Lead researcher Dr. Jeanne Johnston devised a weight loss program with a Second Life interactive weight loss community called Club One Island, and overweight or obese people were recruited to take part in either the virtual program or a conventional, “face-to-face” weight loss program in the read world. Both courses involved four hours a week at meetings, and the participants in both cases were mostly women in their 30s and 40s.

At the end of the 12 weeks, both groups had lost 10 pounds on average. Even more surprisingly, when the participants were surveyed on whether their behavior had changed, the Second Life group appeared to have made more healthy changes in their life — increasing physical activity and eating better.
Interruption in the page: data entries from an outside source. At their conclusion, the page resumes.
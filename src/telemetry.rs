//! Logging and metrics.

pub mod logging;
pub mod metrics;
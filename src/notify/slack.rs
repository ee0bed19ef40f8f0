//! Slack Incoming Webhook delivery.

use std::time::Duration;

use serde_json::{Value, json};
use tracing::{info, warn};

/// Slack allows at most 10 fields per section block.
const MAX_SECTION_FIELDS: usize = 10;

/// Slack rejects section text longer than 3000 characters.
const MAX_DETAIL_CHARS: usize = 2900;

const SEND_TIMEOUT: Duration = Duration::from_secs(10);

/// Structured Slack message for Block Kit rendering.
#[derive(Debug, Clone, PartialEq, Eq)]
pub struct SlackMessage {
    pub header: String,
    pub fields: Vec<(String, String)>,
    /// Preformatted text shown below the fields, e.g. an error message.
    pub detail: Option<String>,
    pub context: String,
}

impl SlackMessage {
    /// Value of the field with the given label.
    pub fn field(&self, label: &str) -> Option<&str> {
        self.fields
            .iter()
            .find(|(l, _)| l == label)
            .map(|(_, v)| v.as_str())
    }

    /// Block Kit payload with a plain-text fallback.
    pub fn to_payload(&self) -> Value {
        let mut blocks = vec![json!({
            "type": "header",
            "text": {"type": "plain_text", "text": self.header, "emoji": true}
        })];

        let fields: Vec<Value> = self
            .fields
            .iter()
            .map(|(label, value)| json!({"type": "mrkdwn", "text": format!("*{label}*\n{value}")}))
            .collect();
        blocks.extend(
            fields
                .chunks(MAX_SECTION_FIELDS)
                .map(|chunk| json!({"type": "section", "fields": chunk})),
        );

        if let Some(detail) = &self.detail {
            let detail: String = detail.chars().take(MAX_DETAIL_CHARS).collect();
            blocks.push(json!({
                "type": "section",
                "text": {"type": "mrkdwn", "text": format!("```{detail}```")}
            }));
        }

        blocks.push(json!({"type": "divider"}));
        blocks.push(json!({
            "type": "context",
            "elements": [{"type": "mrkdwn", "text": self.context}]
        }));

        json!({
            "text": format!("{}\n{}", self.header, self.context),
            "blocks": blocks
        })
    }
}

/// Slack webhook client.
pub struct SlackNotifier {
    webhook_url: String,
    client: reqwest::Client,
}

impl SlackNotifier {
    pub fn new(webhook_url: String) -> Self {
        Self {
            webhook_url,
            client: reqwest::Client::new(),
        }
    }

    /// Deliver a message. Failures are logged, never returned: a lost
    /// notification must not fail the operation.
    pub async fn send(&self, operation_id: &str, message: &SlackMessage) {
        let result = self
            .client
            .post(&self.webhook_url)
            .timeout(SEND_TIMEOUT)
            .json(&message.to_payload())
            .send()
            .await;

        match result {
            Ok(resp) if resp.status().is_success() => {
                info!(
                    operation = operation_id,
                    header = message.header.as_str(),
                    "Slack notification sent"
                );
            }
            Ok(resp) => {
                warn!(
                    operation = operation_id,
                    status = %resp.status(),
                    "Slack webhook returned non-success status"
                );
            }
            Err(e) => {
                warn!(
                    operation = operation_id,
                    error = %e,
                    "Failed to send Slack notification"
                );
            }
        }
    }
}
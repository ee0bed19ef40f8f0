//! Plan rendering: kubectl-style table, JSON and YAML.

use anyhow::{Context, Result};
use clap::ValueEnum;
use colored::Colorize;
use tabled::settings::Style;
use tabled::{Table, Tabled};

use crate::plan::phase::base_name;
use crate::plan::{PhaseIndex, PhaseState, Plan};
use crate::store::Operation;

/// Output format of `plan show`.
#[derive(Debug, Clone, Copy, PartialEq, Eq, ValueEnum, Default)]
pub enum OutputFormat {
    #[default]
    Table,
    Json,
    Yaml,
}

/// Row of the plan table.
#[derive(Tabled)]
struct PhaseRow {
    #[tabled(rename = "PHASE")]
    phase: String,
    #[tabled(rename = "DESCRIPTION")]
    description: String,
    #[tabled(rename = "STATE")]
    state: String,
    #[tabled(rename = "NODE")]
    node: String,
    #[tabled(rename = "REQUIRES")]
    requires: String,
    #[tabled(rename = "UPDATED")]
    updated: String,
}

fn state_label(state: PhaseState) -> String {
    match state {
        PhaseState::Unstarted => format!("* {state}").normal().to_string(),
        PhaseState::InProgress => format!("→ {state}").yellow().to_string(),
        PhaseState::Completed => format!("✓ {state}").green().to_string(),
        PhaseState::Failed => format!("⚠ {state}").red().to_string(),
        PhaseState::RolledBack => format!("⤺ {state}").cyan().to_string(),
    }
}

/// Phase column: the last path segment indented by depth.
fn phase_label(plan: &Plan, index: PhaseIndex) -> String {
    let depth = plan.depth(index).saturating_sub(1);
    format!("{}{}", "  ".repeat(depth), base_name(plan.path(index)))
}

fn rows(plan: &Plan) -> Vec<PhaseRow> {
    plan.phases()
        .iter()
        .enumerate()
        .skip(1)
        .map(|(index, phase)| PhaseRow {
            phase: phase_label(plan, index),
            description: phase.description.clone(),
            state: state_label(phase.state),
            node: phase
                .data
                .target_server()
                .map_or_else(|| "-".to_string(), |s| s.hostname.clone()),
            requires: if phase.requires.is_empty() {
                "-".to_string()
            } else {
                phase
                    .requires
                    .iter()
                    .map(ToString::to_string)
                    .collect::<Vec<_>>()
                    .join(",")
            },
            updated: phase.updated.map_or_else(
                || "-".to_string(),
                |t| t.format("%a %b %e %H:%M:%S UTC").to_string(),
            ),
        })
        .collect()
}

/// Apply kubectl-style table formatting: no borders, no separators, 2-space column gap.
fn apply_table_style(table: &mut Table) {
    use tabled::settings::object::Columns;
    use tabled::settings::themes::Theme;
    use tabled::settings::{Modify, Padding};

    let mut theme = Theme::from_style(Style::empty());
    theme.remove_horizontal_lines();
    table.with(theme);
    table.with(Modify::new(Columns::new(..)).with(Padding::new(0, 2, 0, 0)));
}

/// Render the plan of an operation in the requested format.
pub fn render_operation(operation: &Operation, format: OutputFormat) -> Result<String> {
    match format {
        OutputFormat::Table => {
            let header = format!(
                "{} (cluster: {}, state: {}, {} → {}):",
                format!("Operation/{}", operation.id).bold(),
                operation.cluster,
                operation.state,
                operation.plan.versions.installed_app.version,
                operation.plan.versions.target_app.version,
            );
            Ok(format!("{header}\n{}", render_table(&operation.plan)))
        }
        OutputFormat::Json => {
            serde_json::to_string_pretty(operation).context("Failed to encode operation as JSON")
        }
        OutputFormat::Yaml => {
            serde_yaml::to_string(operation).context("Failed to encode operation as YAML")
        }
    }
}

/// Render the phase table of a plan.
pub fn render_table(plan: &Plan) -> String {
    let mut table = Table::new(rows(plan));
    apply_table_style(&mut table);
    table.to_string()
}

#[cfg(test)]
mod tests {
    use super::*;
    use crate::cluster::{Server, ServerRole};
    use crate::package::Locator;
    use crate::plan::{Dependency, Phase, PhaseData, PhaseKind, PlanVersions, ROOT_PATH};

    fn plan() -> Plan {
        let server = Server {
            hostname: "node-1".to_string(),
            advertise_ip: "10.0.0.1".to_string(),
            role: ServerRole::Master,
        };
        let init =
            Phase::root("init", "Initialize update operation").with_executor(PhaseKind::Init);
        let mut masters = Phase::root("masters", "Update master nodes");
        let mut node = Phase::new("node-1", "Update system software on master node \"node-1\"");
        node.add_sequential([Phase::new("drain", "Drain node")
            .with_executor(PhaseKind::Drain)
            .with_data(PhaseData {
                server: Some(server),
                ..Default::default()
            })]);
        masters.add_with_dependency(Dependency::on(&init), node);

        let mut root = Phase::new(ROOT_PATH, "Update cluster prod");
        root.add_sequential([init, masters]);
        Plan::new(
            "op-1",
            "prod",
            vec![],
            PlanVersions {
                installed_app: Locator::new("gravitational.io", "telekube", "5.5.0"),
                target_app: Locator::new("gravitational.io", "telekube", "6.0.0"),
                installed_etcd: None,
                target_etcd: None,
            },
            root,
        )
        .unwrap()
    }

    #[test]
    fn test_phase_label_indents_by_depth() {
        let plan = plan();
        assert_eq!(phase_label(&plan, plan.phase("/init").unwrap()), "init");
        assert_eq!(
            phase_label(&plan, plan.phase("/masters/node-1/drain").unwrap()),
            "    drain"
        );
    }

    #[test]
    fn test_rows_skip_root() {
        let plan = plan();
        let rows = rows(&plan);
        assert_eq!(rows.len(), 4);
        assert_eq!(rows[0].phase, "init");
        assert_eq!(rows[0].node, "-");
        assert_eq!(rows[2].requires, "/init");
        assert_eq!(rows[3].node, "node-1");
        assert!(rows[3].state.contains("Unstarted"));
        assert_eq!(rows[3].updated, "-");
    }

    #[test]
    fn test_render_table_has_headers() {
        let table = render_table(&plan());
        let first = table.lines().next().unwrap();
        assert!(first.starts_with("PHASE"));
        assert!(first.contains("DESCRIPTION"));
        assert!(first.contains("STATE"));
        assert!(table.contains("Initialize update operation"));
    }
}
This suggests that they might be able to maintain their weight loss (or even lose more) better than the face-to-face group.

“The virtual world program was at least as beneficial as the face-to-face program, and in some ways, more effective,” said Dr. Johnston. “It has the potential to reach people who normally wouldn’t go to a gym or join a program because of limitations, such as time or discomfort with a fitness center environment.”

It’s an interesting thought — perhaps the anonymity of having an online persona would defuse the intimidation factor of sharing your dieting woes with a bunch of strangers in a weight loss group setting. Adding an online component to a weight loss regime might be a great way for people to meet like-minded individuals in the comfort of their own home. And online communities can be incredibly involved and supportive, some might say even more so than in the cold, cruel world.

But do you think a virtual community could really be as effective as meeting with other warm bodies? People who are into Second Life tend to be really into Second Life, so maybe it’s more about the close-knit nature of that community than the effectiveness of online weight loss programs in general.

And wouldn’t there be that temptation to just go to the online health club and never hit the real gym or get any real-world exercise at all?